Among the five, the Ministry of Justice included veteran human rights advocate Lev Ponomariov. Ponomariov expressed surprise to see his name on the list, as did journalist Sergei Markelov.

Also catalogued as foreign agents were Liudmila Savitskaya, a reporter with “Radio Libertad”, and artist and activist Daria Apajonchich.  The final figure named was journalist Denis Kamaliaguin, who directs the digital newspaper “Pskovskaya Gubernia”.

Ten media outlets currently operate under the classification of “foreign agents” in Russia. These include the Voice of America; one of the national services of Radio Libertad; the “Nastoyaschee vremia (Current Times) channel; and a several websites.

Individuals now subject to classification as “foreign agents”

The authors of the “foreign agents” law are deputies from the “United Russia” party, linked to the Kremlin. Their justification was that this law would allow them to limit foreign interference in the country’s internal affairs.

The Duma, Russia’s parliament, recently approved another law that extends the definition to individuals. It now applies to individuals involved in political activities in the interest of foreign states and receiving outside financing. Political activities could be interpreted as meetings, for example, or election observation.

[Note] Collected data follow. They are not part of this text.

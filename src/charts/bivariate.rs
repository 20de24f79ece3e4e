//! Charts over `{x, y}` records: line, scatter and area.

use super::axis;
use super::frame::Frame;
use crate::color::Rgba;
use crate::config::ChartParams;
use crate::dataset::XyDatum;
use crate::error::Result;
use crate::geometry::Point;
use crate::scale::{LinearScale, Scale};
use crate::scene::{Curve, Primitive, Scene, SceneBuilder, Style};
use crate::stats;

struct Axes {
    x: LinearScale,
    y: LinearScale,
}

impl Axes {
    /// Scales over the data extents; `with_zero` forces zero into the y domain.
    fn new(frame: &Frame, records: &[XyDatum], with_zero: bool) -> Result<Self> {
        let (xs, ys): (Vec<f32>, Vec<f32>) = records.iter().map(|d| (d.x, d.y)).unzip();
        let x_extent = stats::extent(&xs)?;
        let (y_min, y_max) = stats::extent(&ys)?;
        let y_extent = if with_zero { (y_min.min(0.0), y_max.max(0.0)) } else { (y_min, y_max) };
        Ok(Self { x: frame.x_linear(x_extent, false)?, y: frame.y_linear(y_extent, false)? })
    }

    fn point(&self, d: &XyDatum) -> Point {
        Point::new(self.x.scale(d.x), self.y.scale(d.y))
    }

    fn draw(&self, scene: &mut SceneBuilder, frame: &Frame) {
        axis::bottom_linear(scene, &self.x, frame.bottom());
        axis::left_linear(scene, &self.y, frame.left());
    }
}

/// Polyline through the records in input order.
pub(crate) fn line(records: &[XyDatum], params: &ChartParams) -> Result<Scene> {
    let frame = Frame::new(params)?;
    let axes = Axes::new(&frame, records, false)?;

    let mut scene = frame.scene();
    let points = records.iter().map(|d| axes.point(d)).collect();
    let style = Style::stroke(Rgba::STEELBLUE, 1.5);
    scene.stroke(Primitive::path(points, Curve::Linear, false, style));
    axes.draw(&mut scene, &frame);
    Ok(scene.build())
}

/// One circle per record.
pub(crate) fn scatter(records: &[XyDatum], params: &ChartParams) -> Result<Scene> {
    let frame = Frame::new(params)?;
    let axes = Axes::new(&frame, records, false)?;

    let mut scene = frame.scene();
    for d in records {
        let p = axes.point(d);
        scene.fill(Primitive::circle(p.x, p.y, 4.0, Style::fill(Rgba::DARKORANGE)));
    }
    axes.draw(&mut scene, &frame);
    Ok(scene.build())
}

/// Filled region between the series and the zero baseline.
pub(crate) fn area(records: &[XyDatum], params: &ChartParams) -> Result<Scene> {
    let frame = Frame::new(params)?;
    let axes = Axes::new(&frame, records, true)?;
    let baseline = axes.y.scale(0.0);

    let mut points: Vec<Point> = records.iter().map(|d| axes.point(d)).collect();
    points.extend(records.iter().rev().map(|d| Point::new(axes.x.scale(d.x), baseline)));

    let mut scene = frame.scene();
    scene.fill(Primitive::path(points, Curve::Linear, true, Style::fill(Rgba::LIGHTBLUE)));
    axes.draw(&mut scene, &frame);
    Ok(scene.build())
}
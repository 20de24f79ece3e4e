//! Histogram binning.
//!
//! Bin boundaries are round numbers: the domain is covered by multiples of
//! the tick increment for the requested bin count, so the number of bins
//! produced may differ from the number asked for.

use serde::{Deserialize, Serialize};
use tracing::debug;

use super::validate;
use crate::error::{Error, Result};
use crate::scale::TickStep;

/// Default target bin count.
pub const DEFAULT_BINS: usize = 20;

/// Largest bin count a histogram aims for; larger requests are clamped.
pub const MAX_BINS: usize = 10_000;

/// A half-open interval `[lower, upper)` and the observations falling in it.
///
/// The last bin of a histogram is closed, so the domain maximum is counted.
#[derive(Debug, Clone, Copy, PartialEq, Serialize, Deserialize)]
pub struct Bin {
    /// Inclusive lower boundary.
    pub lower: f32,
    /// Upper boundary (exclusive, except for the last bin).
    pub upper: f32,
    /// Number of observations in the bin.
    pub count: usize,
}

impl Bin {
    /// Width of the bin.
    #[must_use]
    pub fn width(&self) -> f32 {
        self.upper - self.lower
    }
}

/// Partition `domain` into round-numbered bins and count `data` into them.
///
/// Observations outside `domain` are not counted. A degenerate domain
/// (`lo == hi`) yields a single bin `[lo, lo]`. Requests above [`MAX_BINS`]
/// are binned as if [`MAX_BINS`] had been asked for.
///
/// # Errors
///
/// Returns [`Error::EmptyDataset`] for empty data, [`Error::InvalidDomain`]
/// for non-finite data or bounds, and [`Error::InvalidParameter`] if
/// `bins` is zero.
pub fn histogram(data: &[f32], domain: (f32, f32), bins: usize) -> Result<Vec<Bin>> {
    validate(data)?;
    if bins == 0 {
        return Err(Error::InvalidParameter {
            name: "bins",
            reason: "must be at least 1".to_string(),
        });
    }
    let (lo, hi) = domain;
    if !lo.is_finite() || !hi.is_finite() || lo > hi {
        return Err(Error::domain(format!("invalid histogram domain [{lo}, {hi}]")));
    }

    let boundaries = boundaries(lo, hi, bins);
    let last = boundaries.len() - 2;
    let mut counts = vec![0usize; last + 1];

    for &v in data {
        if v < boundaries[0] || v > boundaries[last + 1] {
            continue;
        }
        let idx = boundaries.partition_point(|&b| b <= v).saturating_sub(1).min(last);
        counts[idx] += 1;
    }

    if counts.len() != bins {
        debug!(
            requested = bins,
            actual = counts.len(),
            "histogram bins aligned to round boundaries"
        );
    }

    Ok(boundaries
        .windows(2)
        .zip(counts)
        .map(|(w, count)| Bin { lower: w[0], upper: w[1], count })
        .collect())
}

/// Round boundaries covering `[lo, hi]`, at least two of them.
fn boundaries(lo: f32, hi: f32, bins: usize) -> Vec<f32> {
    let Some(step) = TickStep::for_span(f64::from(lo), f64::from(hi), bins.min(MAX_BINS)) else {
        return vec![lo, hi];
    };

    let first = step.floor_index(f64::from(lo));
    let last = step.ceil_index(f64::from(hi)).max(first + 1.0);
    let n = (last - first) as usize;

    let mut out: Vec<f32> = (0..=n).map(|i| step.at(first + i as f64) as f32).collect();

    // Narrowing to f32 can pull an outer boundary just inside the domain.
    if out[0] > lo {
        out.insert(0, step.at(first - 1.0) as f32);
    }
    if out[out.len() - 1] < hi {
        out.push(step.at(first + n as f64 + 1.0) as f32);
    }
    out
}

#[cfg(test)]
mod tests {
    use super::*;

    #[test]
    fn test_histogram_round_boundaries() {
        let data = [0.0, 1.0, 2.5, 7.0, 9.9, 10.0];
        let bins = histogram(&data, (0.0, 10.0), 5).expect("operation should succeed");
        assert_eq!(bins.len(), 5);
        assert_eq!(bins[0], Bin { lower: 0.0, upper: 2.0, count: 2 });
        assert_eq!(bins[1].count, 1);
        assert_eq!(bins[3].count, 1);
        // Last bin is closed.
        assert_eq!(bins[4], Bin { lower: 8.0, upper: 10.0, count: 2 });
    }

    #[test]
    fn test_histogram_count_may_differ_from_request() {
        let data = [0.0, 100.0];
        let bins = histogram(&data, (0.0, 100.0), 3).expect("operation should succeed");
        // Step 50 for three requested bins.
        assert_eq!(bins.len(), 2);
        assert!((bins[0].width() - 50.0).abs() < 1e-6);
    }

    #[test]
    fn test_histogram_boundary_value_goes_right() {
        let bins = histogram(&[2.0], (0.0, 4.0), 2).expect("operation should succeed");
        assert_eq!(bins[0].count, 0);
        assert_eq!(bins[1].count, 1);
    }

    #[test]
    fn test_histogram_uneven_domain() {
        let data = [3.7, 12.0, 41.2];
        let bins = histogram(&data, (3.7, 41.2), 4).expect("operation should succeed");
        assert!(bins[0].lower <= 3.7);
        assert!(bins[bins.len() - 1].upper >= 41.2);
        assert_eq!(bins.iter().map(|b| b.count).sum::<usize>(), 3);
        for pair in bins.windows(2) {
            assert_eq!(pair[0].upper, pair[1].lower);
        }
    }

    #[test]
    fn test_histogram_degenerate_domain() {
        let bins = histogram(&[5.0, 5.0, 5.0], (5.0, 5.0), 10).expect("operation should succeed");
        assert_eq!(bins, vec![Bin { lower: 5.0, upper: 5.0, count: 3 }]);
    }

    #[test]
    fn test_histogram_ignores_out_of_domain() {
        let bins = histogram(&[-50.0, 1.0, 500.0], (0.0, 10.0), 10)
            .expect("operation should succeed");
        assert_eq!(bins.iter().map(|b| b.count).sum::<usize>(), 1);
    }

    #[test]
    fn test_histogram_huge_bin_request_is_clamped() {
        let data = [0.0, 0.25, 0.5, 1.0];
        let bins = histogram(&data, (0.0, 1.0), 1_000_000).expect("operation should succeed");
        assert_eq!(bins.iter().map(|b| b.count).sum::<usize>(), data.len());
        assert!(bins.len() <= 2 * MAX_BINS);
        assert_eq!(bins[0].lower, 0.0);
        assert!(bins[bins.len() - 1].upper >= 1.0);
    }

    #[test]
    fn test_histogram_errors() {
        assert!(matches!(histogram(&[], (0.0, 1.0), 5), Err(Error::EmptyDataset { .. })));
        assert!(matches!(
            histogram(&[1.0], (0.0, 1.0), 0),
            Err(Error::InvalidParameter { name: "bins", .. })
        ));
        assert!(matches!(histogram(&[1.0], (2.0, 1.0), 5), Err(Error::InvalidDomain(_))));
        assert!(matches!(histogram(&[f32::NAN], (0.0, 1.0), 5), Err(Error::InvalidDomain(_))));
    }
}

The extension will allow the government to classify journalists from other countries accredited in Russia as “foreign agents”. The designation applies if they are doing work “incompatible with their professional activity.”

Individuals so classified cannot hold any positions in Russian public service or administration. Nor can they be allowed any access to State secrets.

Russian president Vladimir Putin defends these laws saying they resemble practices that exist in other countries. Opposition figures, however, accuse the Duma of taking advantage of the Coronavirus pandemic to restrict political freedoms. They claim they are doing so with an eye towards the Russian legislative elections of 2021.